#5OnFri: Five Basics That Will Sharpen Your Writing

by Kat Martin
published in Writing

When I started writing, I had no idea how to get a story on paper.  I read book after book and went to classes once a week for a year.

No matter how naturally talented you are, there are always tricks that can make you better.  Here are five quick writing tips that can keep you on track and sharpen your writing as you write your novel.

1.  Start with a hook

Against-the-Sky-cover-(300xMake your first sentence or at least your first paragraph compelling.  Make the reader want to read the book!  In Against the Sky, my newest Romantic Suspense, the first sentence is, “Earth to earth, dust to dust, ashes to ashes…”

Everyone recognizes these words as part of a funeral service.  The paragraph goes on to explain that the hero, Nick Brodie, and his twelve-year-old neighbor, Jimmy Evans, are standing around the boy’s father’s grave.

With any luck, this will intrigue the reader enough to keep reading.  It’s also important to end the chapter with something that will push the reader into reading more of the book.  In the example above, by the end of the chapter, we are in young Jimmy’s point of view, a kid who has seen his father murdered and is in very big trouble.

Maybe he’d talk to Nick tomorrow, ask for his help.  That would give him a little more time to think, try to work things out in his head.

Tomorrow, he told himself. 

But when he went over to Nick’s the next day, the house was locked up tight.  Nick Brodie was gone.

2.  Enter late and leave early

In the earlier example, we’re starting in the middle of the scene.  We’re not arriving before the funeral starts, then standing around waiting for the service to begin.  We are charging forward.  Remember the reader isn’t interested in “Hi, how are you?”  “I’m fine, how are you?”
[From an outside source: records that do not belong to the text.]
impl TimetableBuffer {
    pub fn new() -> Self {
        Self::default()
    }

    /// True if anything changed since the last snapshot.
    pub fn is_dirty(&self) -> bool {
        self.dirty
    }

    pub fn timetable(&self, pattern_id: &FeedScopedId, date: NaiveDate) -> Option<&Arc<Timetable>> {
        self.timetables.get(&(pattern_id.clone(), date))
    }

    /// Current times of a trip on a pattern and date: real-time if any
    /// were written, else scheduled.
    pub fn trip_times<'a>(
        &'a self,
        pattern: &'a TripPattern,
        date: NaiveDate,
        trip_id: &FeedScopedId,
    ) -> Option<&'a TripTimes> {
        lookup_trip_times(&self.timetables, pattern, date, trip_id)
    }

    /// The pattern a trip was moved to on a date, if it was moved.
    pub fn dynamic_pattern(&self, trip_id: &FeedScopedId, date: NaiveDate) -> Option<&Arc<TripPattern>> {
        self.dynamic_patterns.get(&(trip_id.clone(), date))
    }

    pub fn added_trip(&self, trip_id: &FeedScopedId, date: NaiveDate) -> Option<&Arc<AddedTrip>> {
        self.added_trips.get(&(trip_id.clone(), date))
    }

    pub fn added_route(&self, route_id: &FeedScopedId) -> Option<&Arc<Route>> {
        self.added_routes.get(route_id)
    }

    /// Apply one update in three ordered phases: revert, delete from
    /// scheduled, apply.
    ///
    /// Reverting first matters when a trip moves straight from one dynamic
    /// pattern to another: the old dynamic pattern loses the trip, the
    /// scheduled pattern gets the tombstone, and only then does the new
    /// pattern receive the times.
    pub fn apply(&mut self, update: RealTimeTripUpdate) -> Result<(), BufferError> {
        if update.pattern().num_stops() != update.trip_times().num_stops() {
            return Err(BufferError::StopCountMismatch {
                trip_id: update.trip_times().trip_id().clone(),
                pattern_id: update.pattern().id().clone(),
                pattern_stops: update.pattern().num_stops(),
                times_stops: update.trip_times().num_stops(),
            });
        }

        let parts = update.into_parts();
        let trip_id = parts.trip_times.trip_id().clone();
        let date = parts.service_date;

        if parts.revert_previous {
            self.revert_to_scheduled(&trip_id, date);
        }
        if let Some(origin) = &parts.delete_from {
            self.delete_from_scheduled(origin, &trip_id, date);
        }

        self.write(&parts.pattern, date, parts.trip_times);
        if parts.pattern.is_created_by_real_time() {
            self.dynamic_patterns
                .insert((trip_id.clone(), date), Arc::clone(&parts.pattern));
        }

        if let Some(added) = parts.added_trip {
            if added.route_created {
                self.added_routes
                    .insert(added.route().id.clone(), Arc::clone(added.route()));
            }
            self.added_trips.insert((trip_id, date), Arc::new(added));
        }

        self.dirty = true;
        Ok(())
    }

    /// Remove a trip from the dynamic pattern it was moved to, if any.
    fn revert_to_scheduled(&mut self, trip_id: &FeedScopedId, date: NaiveDate) -> bool {
        let Some(pattern) = self.dynamic_patterns.remove(&(trip_id.clone(), date)) else {
            return false;
        };
        if let Some(timetable) = self.timetables.get_mut(&(pattern.id().clone(), date)) {
            Arc::make_mut(timetable).remove(trip_id);
        }
        debug!(trip = %trip_id, %date, pattern = %pattern.id(), "Reverted trip to scheduled pattern");
        self.dirty = true;
        true
    }

    /// Tombstone a trip on a pattern using its scheduled times there.
    fn delete_from_scheduled(&mut self, pattern: &Arc<TripPattern>, trip_id: &FeedScopedId, date: NaiveDate) -> bool {
        let Some(scheduled) = pattern.scheduled_trip_times(trip_id) else {
            warn!(trip = %trip_id, pattern = %pattern.id(), "No scheduled times to tombstone");
            return false;
        };
        let deleted = scheduled.deleted();
        self.write(pattern, date, deleted);
        true
    }

    fn write(&mut self, pattern: &Arc<TripPattern>, date: NaiveDate, times: TripTimes) {
        let timetable = self
            .timetables
            .entry((pattern.id().clone(), date))
            .or_insert_with(|| Arc::new(Timetable::scheduled(Arc::clone(pattern), date)));
        Arc::make_mut(timetable).set(times);
    }

    /// Drop all real-time state.
    pub fn clear(&mut self) {
        let had_data = !self.timetables.is_empty() || !self.added_trips.is_empty();
        self.timetables.clear();
        self.dynamic_patterns.clear();
        self.added_trips.clear();
        self.added_routes.clear();
        self.dirty |= had_data;
    }

    /// Drop everything for service dates before `cutoff`. Returns the
    /// number of timetables removed.
    pub fn purge_before(&mut self, cutoff: NaiveDate) -> usize {
        let before = self.timetables.len();
        self.timetables.retain(|(_, date), _| *date >= cutoff);
        self.dynamic_patterns.retain(|(_, date), _| *date >= cutoff);
        self.added_trips.retain(|(_, date), _| *date >= cutoff);
        let purged = before - self.timetables.len();
        if purged > 0 {
            self.dirty = true;
        }
        purged
    }

    /// Publish the current state as an immutable snapshot.
    pub(crate) fn freeze(&mut self, generation: u64) -> TimetableSnapshot {
        self.dirty = false;
        TimetableSnapshot::new(
            generation,
            self.timetables.clone(),
            self.dynamic_patterns.clone(),
            self.added_trips.clone(),
            self.added_routes.clone(),
        )
    }
}

pub(crate) fn lookup_trip_times<'a>(
    timetables: &'a HashMap<TimetableKey, Arc<Timetable>>,
    pattern: &'a TripPattern,
    date: NaiveDate,
    trip_id: &FeedScopedId,
) -> Option<&'a TripTimes> {
    match timetables.get(&(pattern.id().clone(), date)) {
        Some(timetable) => timetable.get(trip_id),
        None => pattern.scheduled_trip_times(trip_id),
    }
}

#[cfg(test)]
mod tests {
    use super::*;
    use crate::domain::{RealTimeState, StopPattern, Trip, TripOnServiceDate};
    use crate::test_support::{Network, date, hms, id};

    fn pattern(network: &Network, pattern_id: &str) -> Arc<TripPattern> {
        Arc::clone(network.schedule.pattern(&id(pattern_id)).unwrap())
    }

    fn delayed(pattern: &TripPattern, trip: &str, delay: i32) -> TripTimes {
        let mut builder = pattern.scheduled_trip_times(&id(trip)).unwrap().real_time_builder();
        for stop in 0..builder.num_stops() {
            builder.set_arrival_delay(stop, delay);
            builder.set_departure_delay(stop, delay);
        }
        builder.set_state(RealTimeState::Updated);
        builder.build().unwrap()
    }

    /// P1 without B, as a modification of P1.
    fn skipping_b(p1: &Arc<TripPattern>) -> Arc<TripPattern> {
        Arc::new(TripPattern::real_time(
            id("P1:rt"),
            Arc::clone(p1.route()),
            p1.mode(),
            p1.direction(),
            StopPattern::from_stops([id("A"), id("C")]),
            Some(Arc::clone(p1)),
        ))
    }

    fn two_stop_times(trip: &str) -> TripTimes {
        TripTimes::scheduled(
            id(trip),
            vec![hms(10, 0, 0), hms(11, 5, 0)],
            vec![hms(10, 0, 0), hms(11, 5, 0)],
        )
        .unwrap()
    }

    #[test]
    fn write_copies_scheduled_timetable() {
        let network = Network::abc();
        let p1 = pattern(&network, "P1");
        let mut buffer = TimetableBuffer::new();
        assert!(!buffer.is_dirty());

        let times = delayed(&p1, "T1", 120);
        buffer
            .apply(RealTimeTripUpdate::new(Arc::clone(&p1), times, date()))
            .unwrap();

        assert!(buffer.is_dirty());
        let timetable = buffer.timetable(&id("P1"), date()).unwrap();
        assert_eq!(timetable.len(), 2);
        assert_eq!(timetable.get(&id("T1")).unwrap().arrival(1), hms(10, 32, 0));
        assert_eq!(timetable.get(&id("T2")).unwrap().state(), RealTimeState::Scheduled);
        // Other dates still read the schedule
        let tomorrow = date().succ_opt().unwrap();
        assert_eq!(buffer.trip_times(&p1, tomorrow, &id("T1")).unwrap().arrival(1), hms(10, 30, 0));
    }

    #[test]
    fn stop_count_mismatch_is_rejected() {
        let network = Network::abc();
        let p1 = pattern(&network, "P1");
        let p2 = pattern(&network, "P2");
        let mut buffer = TimetableBuffer::new();

        let err = buffer
            .apply(RealTimeTripUpdate::new(p2, delayed(&p1, "T1", 0), date()))
            .unwrap_err();
        assert_eq!(
            err,
            BufferError::StopCountMismatch {
                trip_id: id("T1"),
                pattern_id: id("P2"),
                pattern_stops: 2,
                times_stops: 3,
            }
        );
        assert!(!buffer.is_dirty());
        assert!(buffer.timetable(&id("P2"), date()).is_none());
    }

    #[test]
    fn moving_trip_tombstones_scheduled_pattern() {
        let network = Network::abc();
        let p1 = pattern(&network, "P1");
        let modified = skipping_b(&p1);
        let mut buffer = TimetableBuffer::new();

        buffer
            .apply(
                RealTimeTripUpdate::new(Arc::clone(&modified), two_stop_times("T1"), date())
                    .with_revert_previous()
                    .with_delete_from(Arc::clone(&p1)),
            )
            .unwrap();

        let scheduled = buffer.trip_times(&p1, date(), &id("T1")).unwrap();
        assert_eq!(scheduled.state(), RealTimeState::Deleted);
        assert_eq!(buffer.trip_times(&modified, date(), &id("T1")).unwrap().arrival(1), hms(11, 5, 0));
        assert_eq!(buffer.dynamic_pattern(&id("T1"), date()).unwrap().id(), &id("P1:rt"));
    }

    #[test]
    fn revert_moves_trip_back() {
        let network = Network::abc();
        let p1 = pattern(&network, "P1");
        let modified = skipping_b(&p1);
        let mut buffer = TimetableBuffer::new();

        buffer
            .apply(
                RealTimeTripUpdate::new(Arc::clone(&modified), two_stop_times("T1"), date())
                    .with_revert_previous()
                    .with_delete_from(Arc::clone(&p1)),
            )
            .unwrap();
        buffer
            .apply(
                RealTimeTripUpdate::new(Arc::clone(&p1), delayed(&p1, "T1", 60), date())
                    .with_revert_previous(),
            )
            .unwrap();

        assert!(buffer.dynamic_pattern(&id("T1"), date()).is_none());
        assert!(buffer.timetable(&id("P1:rt"), date()).unwrap().get(&id("T1")).is_none());
        let times = buffer.trip_times(&p1, date(), &id("T1")).unwrap();
        assert_eq!(times.state(), RealTimeState::Updated);
        assert_eq!(times.arrival(0), hms(10, 1, 0));
    }

    #[test]
    fn added_trip_registers_created_route() {
        let network = Network::abc();
        let agency = Arc::clone(network.schedule.agency(&id("AG1")).unwrap());
        let route = Arc::new(Route::new(id("R9"), agency, crate::domain::TransitMode::Bus));
        let added_pattern = Arc::new(TripPattern::real_time(
            id("R9:added"),
            Arc::clone(&route),
            route.mode,
            None,
            StopPattern::from_stops([id("A"), id("C")]),
            None,
        ));
        let trip = Arc::new(Trip::new(id("N1"), route, id("N1:service")));
        let added = AddedTrip {
            trip: Arc::clone(&trip),
            pattern: Arc::clone(&added_pattern),
            dated_trip: TripOnServiceDate {
                id: id("N1:20240603"),
                trip,
                service_date: date(),
                replacement_for: Vec::new(),
            },
            scheduled_times: None,
            route_created: true,
        };

        let mut buffer = TimetableBuffer::new();
        buffer
            .apply(
                RealTimeTripUpdate::new(Arc::clone(&added_pattern), two_stop_times("N1"), date())
                    .with_added_trip(added),
            )
            .unwrap();

        assert!(buffer.added_route(&id("R9")).is_some());
        assert_eq!(buffer.added_trip(&id("N1"), date()).unwrap().service_date(), date());
        assert!(buffer.dynamic_pattern(&id("N1"), date()).is_some());
    }

    #[test]
    fn purge_drops_old_dates() {
        let network = Network::abc();
        let p1 = pattern(&network, "P1");
        let tomorrow = date().succ_opt().unwrap();
        let mut buffer = TimetableBuffer::new();
        for day in [date(), tomorrow] {
            buffer
                .apply(RealTimeTripUpdate::new(Arc::clone(&p1), delayed(&p1, "T1", 60), day))
                .unwrap();
        }
        buffer.freeze(1);

        assert_eq!(buffer.purge_before(tomorrow), 1);
        assert!(buffer.is_dirty());
        assert!(buffer.timetable(&id("P1"), date()).is_none());
        assert!(buffer.timetable(&id("P1"), tomorrow).is_some());

        buffer.freeze(2);
        assert_eq!(buffer.purge_before(tomorrow), 0);
        assert!(!buffer.is_dirty());
    }

    #[test]
    fn clear_marks_dirty_only_with_data() {
        let network = Network::abc();
        let p1 = pattern(&network, "P1");
        let mut buffer = TimetableBuffer::new();
        buffer.clear();
        assert!(!buffer.is_dirty());

        buffer
            .apply(RealTimeTripUpdate::new(Arc::clone(&p1), delayed(&p1, "T1", 60), date()))
            .unwrap();
        buffer.freeze(1);
        buffer.clear();
        assert!(buffer.is_dirty());
        assert!(buffer.timetable(&id("P1"), date()).is_none());
    }

    #[test]
    fn snapshot_shares_untouched_timetables() {
        let network = Network::abc();
        let p1 = pattern(&network, "P1");
        let p2 = pattern(&network, "P2");
        let mut buffer = TimetableBuffer::new();
        buffer
            .apply(RealTimeTripUpdate::new(Arc::clone(&p1), delayed(&p1, "T1", 60), date()))
            .unwrap();
        buffer
            .apply(RealTimeTripUpdate::new(Arc::clone(&p2), delayed(&p2, "T3", 60), date()))
            .unwrap();
        let first = buffer.freeze(1);

        buffer
            .apply(RealTimeTripUpdate::new(Arc::clone(&p1), delayed(&p1, "T1", 300), date()))
            .unwrap();
        let second = buffer.freeze(2);

        assert!(Arc::ptr_eq(
            first.timetable(&id("P2"), date()).unwrap(),
            second.timetable(&id("P2"), date()).unwrap()
        ));
        // The earlier snapshot does not see the later write
        assert_eq!(first.trip_times(&p1, date(), &id("T1")).unwrap().arrival(0), hms(10, 1, 0));
        assert_eq!(second.trip_times(&p1, date(), &id("T1")).unwrap().arrival(0), hms(10, 5, 0));
    }

    #[test]
    fn error_display() {
        let err = BufferError::StopCountMismatch {
            trip_id: id("T1"),
            pattern_id: id("P2"),
            pattern_stops: 2,
            times_stops: 3,
        };
        assert_eq!(err.to_string(), "trip F:T1 has 3 stops but pattern F:P2 has 2");
    }
}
At the end of the scene, get out as fast as you can and move forward.

3.  Make sure there is conflict in every scene

This doesn’t necessarily mean violent conflict.  It can be man against nature, man against man, man against himself, anything that makes the reader interested in finding out how the conflict is resolved.

In my example, the conflict in the opening scene of Against the Sky is merely Nick’s battle with himself.  He’s quit his job as a homicide detective.  He doesn’t want to be embroiled in Jimmy Evan’s trouble.  On the other hand, he’s worried about the kid and he wants to help him.  What should he do?

4.  Stay in the active voice whenever possible.

Try not to use the word was too many times.

Here’s the second sentence in my example.  A rumble of thunder in the sullen gray sky blotted the reverend’s next words.  I could have written The sound of thunder could be heard in the distance. The sky was a sullen gray.  That’s passive voice.  It’s important to stay active.

I have to work at doing this.  I often go back and change from passive to active after I write the scene.

5.  Write characters that grow and change.

Writing a character arc, it’s called.  It means your characters learn something or do something that changes them.  Nick Brodie has quit the police force.  He doesn’t want anything to do with violence and murder, but what is he going to do with his future?  What will make him happy?

It’s a problem Nick has to figure out, and in doing so it will change him.

There are a lot of great tips to writing.  The five above I learned from studying very successful authors.  Dean Koontz wrote a wonderful book called How to Write Bestselling Fiction, but it’s out of print and hard to find.

All the authors I’ve studied and read have helped me immeasurably over the years.  I hope their tips will help you, too.

Best of luck with your writing and all good wishes for success.

Warmest, Kat



New York Times bestselling author Kat Martin is a graduate of the University of California at Santa Barbara where she majored in Anthropology and also studied History. Currently residing in Missoula, Montana with her Western-author husband, L. J. Martin, Kat has written sixty-five Historical and Contemporary Romantic Suspense novels. More than sixteen million copies of her books are in print and she has been published in twenty foreign countries. Kat is currently at work on her next Romantic Suspense.